Setting \(x=R\xi\) in (2.26), we get

$$\begin{aligned} \begin{aligned}[b] \int_{{\mathbb {R}}^{N}}h(x)g(z)z^{k}\varphi^{2}\,dx&\le C \int_{{\mathbb {R}}^{N}} \bigl\vert h(x) \bigr\vert ^{-\frac{k+1}{q-1}} \vert \nabla \varphi \vert ^{\frac{2(q+k)}{q-1}}\varphi^{-\frac{2(k+1)}{q-1}} \,dx \\ &\le CR^{\theta} \int_{1\le \vert \xi \vert \le 2} \biggl[\frac{ \vert \varphi_{0}'( \vert \xi \vert ) \vert }{\varphi_{0}^{1-\frac {q-1}{q+k}}( \vert \xi \vert )} \biggr]^{\frac{2(q+k)}{q-1}}\,d\xi \le CR^{\theta}\beta_{0}^{\frac{2(q+k)}{q-1}}, \end{aligned} \end{aligned}$$
(2.41)

where assumption (1.11) on \(h(x)\) has been used, C is a positive constant independent of R, and

$$\begin{aligned} \theta=N-\frac{2(q+k)+a(k+1)}{q-1}. \end{aligned}$$
(2.42)

Clearly, if \(\theta<0\), the desired result follows by letting \(R\to\infty\) in (2.41). In the following, we will show that some appropriate \(k=k(q)\) can be chosen such that \(\theta<0\). Let \(X(t)\) be the function defined in (1.13). Obviously, we have

$$\begin{aligned} \lim_{t\to5/2}X(t)=\gamma_{0}(a):=6+2a, \qquad \lim_{t\to+\infty}X(t)=\gamma_{\infty}(a):=10+4a. \end{aligned}$$
(2.43)

Note that \(X(t)=2+(2+a)Y(t)\ (t\ge5/2)\) with

$$\begin{aligned} Y(t)=\frac{k_{0}(t)+1}{t-1}=2+\frac{\sqrt{4t^{2}-12t+5}}{t-1} \end{aligned}$$
(2.44)

and

$$\begin{aligned} X'(t)=\frac{(2+a)(2t+1)}{(t-1)^{2}}\bigl(4t^{2}-12t+5 \bigr)^{-1/2}>0,\quad\forall t>5/2. \end{aligned}$$
(2.45)

So, the function \(X(t)\) is increasing and \(6+2a< X(t)<10+4a\) for \(t>5/2\).

Therefore, if \(N\le6+2a\), we have \(N< X(t)\) for any \(t>5/2\).
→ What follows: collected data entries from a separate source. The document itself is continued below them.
use std::process::Stdio;
use std::time::Duration;

use predicates::prelude::*;
use vigil_config::SnapshotStatus;
use vigil_support::{FakeManager, TestCluster};

use crate::harness::{stdout_json, vigil_for, vigil_json, vigil_process};

#[tokio::test(flavor = "multi_thread", worker_threads = 2)]
async fn status_human_and_json() {
    let fake = FakeManager::start().await;

    vigil_for(&fake)
        .arg("status")
        .assert()
        .success()
        .stdout(predicate::str::contains("MANAGER:"))
        .stdout(predicate::str::contains("healthy"));

    let assert = vigil_for(&fake).args(["--json", "status"]).assert().success();
    let json = stdout_json(assert.get_output());
    assert_eq!(json["status"]["status"], "OK");
    assert!(json.get("version").is_some(), "missing 'version' key: {json}");
}

#[tokio::test(flavor = "multi_thread", worker_threads = 2)]
async fn wrong_password_exits_with_api_error() {
    let fake = FakeManager::start().await;

    vigil_for(&fake)
        .args(["--password", "nope", "status"])
        .assert()
        .failure()
        .code(1)
        .stderr(predicate::str::contains("HTTP 401"));
}

#[tokio::test(flavor = "multi_thread", worker_threads = 2)]
async fn cluster_nodes_and_leader() {
    let cluster = TestCluster::start(3).await;

    let assert = vigil_json(&cluster).args(["cluster", "nodes"]).assert().success();
    let json = stdout_json(assert.get_output());
    assert_eq!(json.as_array().map(Vec::len), Some(3));

    vigil_for(&cluster.managers[1])
        .args(["cluster", "leader"])
        .assert()
        .success()
        .stdout(predicate::str::contains("manager-1"));
}

#[tokio::test(flavor = "multi_thread", worker_threads = 2)]
async fn wait_active_polls_every_endpoint() {
    let mut cluster = TestCluster::start(3).await;
    cluster.take_down(0);

    let mut cmd = vigil_json(&cluster);
    cmd.args(["cluster", "wait-active", "--expect", "2"]);
    for fake in &cluster.managers {
        cmd.args(["--endpoint", &fake.url()]);
    }
    let json = stdout_json(cmd.assert().success().get_output());
    assert_eq!(json["active"], 2);
    assert_eq!(json["endpoint"], cluster.managers[1].url());

    vigil_json(&cluster)
        .args(["cluster", "wait-active", "--expect", "3", "--timeout-ms", "200"])
        .args(["--endpoint", &cluster.managers[1].url()])
        .assert()
        .failure()
        .code(5);
}

#[tokio::test(flavor = "multi_thread", worker_threads = 2)]
async fn snapshot_create_wait_then_list() {
    let fake = FakeManager::start().await;

    vigil_for(&fake)
        .args(["snapshot", "create", "snap-1", "--wait"])
        .assert()
        .success()
        .stdout(predicate::str::contains("snapshot snap-1 created"));

    let assert = vigil_for(&fake).args(["--json", "snapshot", "list"]).assert().success();
    let json = stdout_json(assert.get_output());
    assert_eq!(json[0]["id"], "snap-1");
    assert_eq!(json[0]["status"], "created");
}

#[tokio::test(flavor = "multi_thread", worker_threads = 2)]
async fn failed_snapshot_exits_with_harness_error() {
    let fake = FakeManager::start().await;
    fake.script_snapshots(vec![SnapshotStatus::Creating, SnapshotStatus::Failed], "disk full");

    vigil_for(&fake)
        .args(["snapshot", "create", "snap-1", "--wait"])
        .assert()
        .failure()
        .code(5)
        .stderr(predicate::str::contains("disk full"));
}

#[tokio::test(flavor = "multi_thread", worker_threads = 2)]
async fn restoring_missing_snapshot_is_not_found() {
    let fake = FakeManager::start().await;

    vigil_for(&fake)
        .args(["snapshot", "restore", "ghost"])
        .assert()
        .failure()
        .code(1)
        .stderr(predicate::str::contains("HTTP 404"));
}

#[tokio::test(flavor = "multi_thread", worker_threads = 2)]
async fn standby_rejects_snapshot_creation() {
    let cluster = TestCluster::start(2).await;

    vigil_for(&cluster.managers[1])
        .args(["snapshot", "create", "snap-1"])
        .assert()
        .failure()
        .code(1)
        .stderr(predicate::str::contains("not the active manager"));
}

#[tokio::test(flavor = "multi_thread", worker_threads = 2)]
async fn load_runs_until_stop_file_appears() {
    let fake = FakeManager::start().await;
    let dir = tempfile::tempdir().unwrap();
    let stop = dir.path().join("stop");

    let mut cmd = vigil_process(&fake);
    cmd.args(["--json", "load", "--deployment", "dep-1", "--workflow", "install"])
        .arg("--stop-file")
        .arg(&stop)
        .args(["--interval-ms", "10"])
        .stdout(Stdio::piped());
    let child = cmd.spawn().unwrap();

    let started = tokio::time::Instant::now();
    while fake.execution_count() < 2 && started.elapsed() < Duration::from_secs(10) {
        tokio::time::sleep(Duration::from_millis(20)).await;
    }
    std::fs::write(&stop, b"stop").unwrap();

    let output = tokio::task::spawn_blocking(move || child.wait_with_output()).await.unwrap();
    let output = output.unwrap();
    assert!(output.status.success());
    let json = stdout_json(&output);
    assert!(json["iterations"].as_u64().unwrap() >= 2, "{json}");
    assert_eq!(json["failures"], 0);
}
Hence, if we fix \(k\in(1, k_{0}(t))\) suitably near \(k_{0}(t)\), we obtain

$$\begin{aligned} N< \frac{2[t+k_{0}(t)]+a[k_{0}(t)+1]}{t-1}. \end{aligned}$$
(2.46)

For this reason, the desired result follows by letting \(R\to\infty\) in (2.41).

Assume now \(\gamma_{0}(a)< N<\gamma_{\infty}(a)\). Since \(X(t)\) is increasing, we get in this case a critical value \(q_{c}>5/2\) such that \(N< X(q)\) for \(q_{c}< q\). From this, the desired result follows again by letting \(R\to\infty\) in (2.41). Clearly, \(q_{c}\) may be determined from the equation \(N=X(q_{c})\). Then we complete the proof of Theorem 1.2. □

3 Concluding remarks

In this paper, we have considered a model described by the quasilinear Schrödinger equation. Nonexistence of stable solutions is proved.